═════ DATA FOR PROCESSING
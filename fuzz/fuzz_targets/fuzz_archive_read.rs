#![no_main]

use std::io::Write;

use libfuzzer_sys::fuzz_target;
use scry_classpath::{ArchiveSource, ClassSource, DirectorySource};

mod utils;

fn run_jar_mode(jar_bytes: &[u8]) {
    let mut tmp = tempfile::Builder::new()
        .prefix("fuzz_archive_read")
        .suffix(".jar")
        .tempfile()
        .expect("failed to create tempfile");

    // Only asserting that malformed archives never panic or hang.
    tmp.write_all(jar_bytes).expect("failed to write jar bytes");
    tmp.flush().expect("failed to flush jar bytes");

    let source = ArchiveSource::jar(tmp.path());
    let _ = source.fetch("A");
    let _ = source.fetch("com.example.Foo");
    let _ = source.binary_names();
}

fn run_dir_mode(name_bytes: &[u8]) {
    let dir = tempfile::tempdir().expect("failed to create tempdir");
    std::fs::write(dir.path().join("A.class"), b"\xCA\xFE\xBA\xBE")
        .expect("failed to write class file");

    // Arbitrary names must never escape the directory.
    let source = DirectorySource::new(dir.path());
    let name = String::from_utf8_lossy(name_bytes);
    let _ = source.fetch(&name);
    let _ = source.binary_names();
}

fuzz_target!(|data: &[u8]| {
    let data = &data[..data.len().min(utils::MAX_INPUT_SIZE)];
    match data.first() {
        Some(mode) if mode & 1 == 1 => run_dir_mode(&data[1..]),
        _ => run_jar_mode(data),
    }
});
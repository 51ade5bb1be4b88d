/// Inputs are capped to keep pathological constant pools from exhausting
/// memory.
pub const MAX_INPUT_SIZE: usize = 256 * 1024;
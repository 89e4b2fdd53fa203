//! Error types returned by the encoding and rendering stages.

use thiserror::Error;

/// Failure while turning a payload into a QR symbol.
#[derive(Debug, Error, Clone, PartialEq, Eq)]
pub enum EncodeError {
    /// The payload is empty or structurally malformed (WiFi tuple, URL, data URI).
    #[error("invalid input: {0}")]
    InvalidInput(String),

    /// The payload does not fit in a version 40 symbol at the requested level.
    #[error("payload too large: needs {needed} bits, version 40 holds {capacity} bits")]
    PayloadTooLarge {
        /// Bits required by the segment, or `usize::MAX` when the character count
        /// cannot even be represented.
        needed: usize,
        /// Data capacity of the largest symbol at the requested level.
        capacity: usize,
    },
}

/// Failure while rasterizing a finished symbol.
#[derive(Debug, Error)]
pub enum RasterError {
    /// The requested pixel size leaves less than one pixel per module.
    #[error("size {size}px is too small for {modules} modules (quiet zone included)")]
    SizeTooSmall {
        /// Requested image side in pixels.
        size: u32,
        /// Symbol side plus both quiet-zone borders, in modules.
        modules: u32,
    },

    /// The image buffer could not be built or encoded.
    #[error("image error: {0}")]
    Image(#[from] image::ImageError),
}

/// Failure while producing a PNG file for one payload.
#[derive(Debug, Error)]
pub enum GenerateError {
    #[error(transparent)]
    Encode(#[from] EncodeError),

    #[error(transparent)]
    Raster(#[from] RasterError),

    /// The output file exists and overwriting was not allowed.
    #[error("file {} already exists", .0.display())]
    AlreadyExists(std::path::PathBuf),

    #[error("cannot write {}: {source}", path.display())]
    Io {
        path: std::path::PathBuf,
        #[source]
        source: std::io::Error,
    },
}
══════════
» **WHAT IS BEING ASKED**: Write out all of the records word for word.

» **PROBLEM SOLUTION**:
filename fuzz/fuzz_targets/fuzz_archive_read.rs
#![no_main]

use std::io::Write;

use libfuzzer_sys::fuzz_target;
use scry_classpath::{ArchiveSource, ClassSource, DirectorySource};

mod utils;

fn run_jar_mode(jar_bytes: &[u8]) {
    let mut tmp = tempfile::Builder::new()
        .prefix("fuzz_archive_read")
        .suffix(".jar")
        .tempfile()
        .expect("failed to create tempfile");

    // Only asserting that malformed archives never panic or hang.
    tmp.write_all(jar_bytes).expect("failed to write jar bytes");
    tmp.flush().expect("failed to flush jar bytes");

    let source = ArchiveSource::jar(tmp.path());
    let _ = source.fetch("A");
    let _ = source.fetch("com.example.Foo");
    let _ = source.binary_names();
}

fn run_dir_mode(name_bytes: &[u8]) {
    let dir = tempfile::tempdir().expect("failed to create tempdir");
    std::fs::write(dir.path().join("A.class"), b"\xCA\xFE\xBA\xBE")
        .expect("failed to write class file");

    // Arbitrary names must never escape the directory.
    let source = DirectorySource::new(dir.path());
    let name = String::from_utf8_lossy(name_bytes);
    let _ = source.fetch(&name);
    let _ = source.binary_names();
}

fuzz_target!(|data: &[u8]| {
    let data = &data[..data.len().min(utils::MAX_INPUT_SIZE)];
    match data.first() {
        Some(mode) if mode & 1 == 1 => run_dir_mode(&data[1..]),
        _ => run_jar_mode(data),
    }
});
repository 51ade5bb1be4b88d
/// Inputs are capped to keep pathological constant pools from exhausting
/// memory.
pub const MAX_INPUT_SIZE: usize = 256 * 1024;
repository 89e4b2fdd53fa203
//! Error types returned by the encoding and rendering stages.

use thiserror::Error;

/// Failure while turning a payload into a QR symbol.
#[derive(Debug, Error, Clone, PartialEq, Eq)]
pub enum EncodeError {
    /// The payload is empty or structurally malformed (WiFi tuple, URL, data URI).
    #[error("invalid input: {0}")]
    InvalidInput(String),

    /// The payload does not fit in a version 40 symbol at the requested level.
    #[error("payload too large: needs {needed} bits, version 40 holds {capacity} bits")]
    PayloadTooLarge {
        /// Bits required by the segment, or `usize::MAX` when the character count
        /// cannot even be represented.
        needed: usize,
        /// Data capacity of the largest symbol at the requested level.
        capacity: usize,
    },
}

/// Failure while rasterizing a finished symbol.
#[derive(Debug, Error)]
pub enum RasterError {
    /// The requested pixel size leaves less than one pixel per module.
    #[error("size {size}px is too small for {modules} modules (quiet zone included)")]
    SizeTooSmall {
        /// Requested image side in pixels.
        size: u32,
        /// Symbol side plus both quiet-zone borders, in modules.
        modules: u32,
    },

    /// The image buffer could not be built or encoded.
    #[error("image error: {0}")]
    Image(#[from] image::ImageError),
}

/// Failure while producing a PNG file for one payload.
#[derive(Debug, Error)]
pub enum GenerateError {
    #[error(transparent)]
    Encode(#[from] EncodeError),

    #[error(transparent)]
    Raster(#[from] RasterError),

    /// The output file exists and overwriting was not allowed.
    #[error("file {} already exists", .0.display())]
    AlreadyExists(std::path::PathBuf),

    #[error("cannot write {}: {source}", path.display())]
    Io {
        path: std::path::PathBuf,
        #[source]
        source: std::io::Error,
    },
}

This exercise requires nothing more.